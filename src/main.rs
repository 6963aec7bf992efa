use std::path::PathBuf;

use clap::{Parser, Subcommand, ValueEnum};
use tabula_cleaner::model::FillPolicy;
use tabula_cleaner::preview::{DEFAULT_PREVIEW_ROWS, render_preview};
use tabula_cleaner::sync::{self, CleanOptions, DEFAULT_FORMAT_LABEL, DEFAULT_OUTPUT_NAME};
use tabula_cleaner::{Result, ToolError};
use tracing::warn;
use tracing_subscriber::EnvFilter;

fn main() {
    let cli = Cli::parse();
    if let Err(error) = init_logging().and_then(|()| run(cli)) {
        eprintln!("error: {error}");
        std::process::exit(1);
    }
}

fn init_logging() -> Result<()> {
    let filter = EnvFilter::try_from_default_env().unwrap_or_else(|_| EnvFilter::new("info"));
    tracing_subscriber::fmt()
        .with_env_filter(filter)
        .with_writer(std::io::stderr)
        .try_init()
        .map_err(|error| ToolError::Logging(error.to_string()))
}

fn run(cli: Cli) -> Result<()> {
    match cli.command {
        Command::Clean(args) => execute_clean(args),
    }
}

fn execute_clean(args: CleanArgs) -> Result<()> {
    let options = CleanOptions {
        fill: args.fill.into(),
        output_name: args.output_name,
        format: args.format,
    };

    let outcome = sync::clean_file(&args.input, &options)?;
    println!("{}", render_preview(&outcome.table, args.preview_rows));

    match outcome.artifact {
        Some(artifact) => {
            let path = sync::write_artifact(&artifact, &args.out_dir)?;
            println!("\nwrote {} ({})", path.display(), artifact.mime);
        }
        None => warn!(format = %options.format, "no output written"),
    }
    Ok(())
}

#[derive(Parser)]
#[command(
    author,
    version,
    about = "Normalize the headers and cells of a spreadsheet or CSV file."
)]
struct Cli {
    #[command(subcommand)]
    command: Command,
}

#[derive(Subcommand)]
enum Command {
    /// Clean a table and export it.
    Clean(CleanArgs),
}

#[derive(clap::Args)]
struct CleanArgs {
    /// Input file (.xlsx, .xls or .csv).
    #[arg(long)]
    input: PathBuf,

    /// Replacement for empty cells.
    #[arg(long, value_enum, default_value_t = FillChoice::NA)]
    fill: FillChoice,

    /// Output file name, without extension.
    #[arg(long, default_value = DEFAULT_OUTPUT_NAME)]
    output_name: String,

    /// Download format: Excel, CSV or JSON.
    #[arg(long, default_value = DEFAULT_FORMAT_LABEL)]
    format: String,

    /// Directory the export is written to.
    #[arg(long, default_value = ".")]
    out_dir: PathBuf,

    /// Number of cleaned rows to print.
    #[arg(long, default_value_t = DEFAULT_PREVIEW_ROWS)]
    preview_rows: usize,
}

#[derive(Copy, Clone, Debug, ValueEnum)]
enum FillChoice {
    #[value(name = "n-a")]
    NA,
    Blank,
}

impl From<FillChoice> for FillPolicy {
    fn from(choice: FillChoice) -> Self {
        match choice {
            FillChoice::NA => FillPolicy::NotAvailable,
            FillChoice::Blank => FillPolicy::Blank,
        }
    }
}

EXERCISE INSTRUCTIONS: Output exactly the span of lines beginning at the first line of the records and ending at the line that holds "let cli = Cli::parse();", inclusive, with no other text.

RESULT OF THE EXERCISE:
filename src/main.rs
repository 6963aec7bf992efa
use std::path::PathBuf;

use clap::{Parser, Subcommand, ValueEnum};
use tabula_cleaner::model::FillPolicy;
use tabula_cleaner::preview::{DEFAULT_PREVIEW_ROWS, render_preview};
use tabula_cleaner::sync::{self, CleanOptions, DEFAULT_FORMAT_LABEL, DEFAULT_OUTPUT_NAME};
use tabula_cleaner::{Result, ToolError};
use tracing::warn;
use tracing_subscriber::EnvFilter;

fn main() {
    let cli = Cli::parse();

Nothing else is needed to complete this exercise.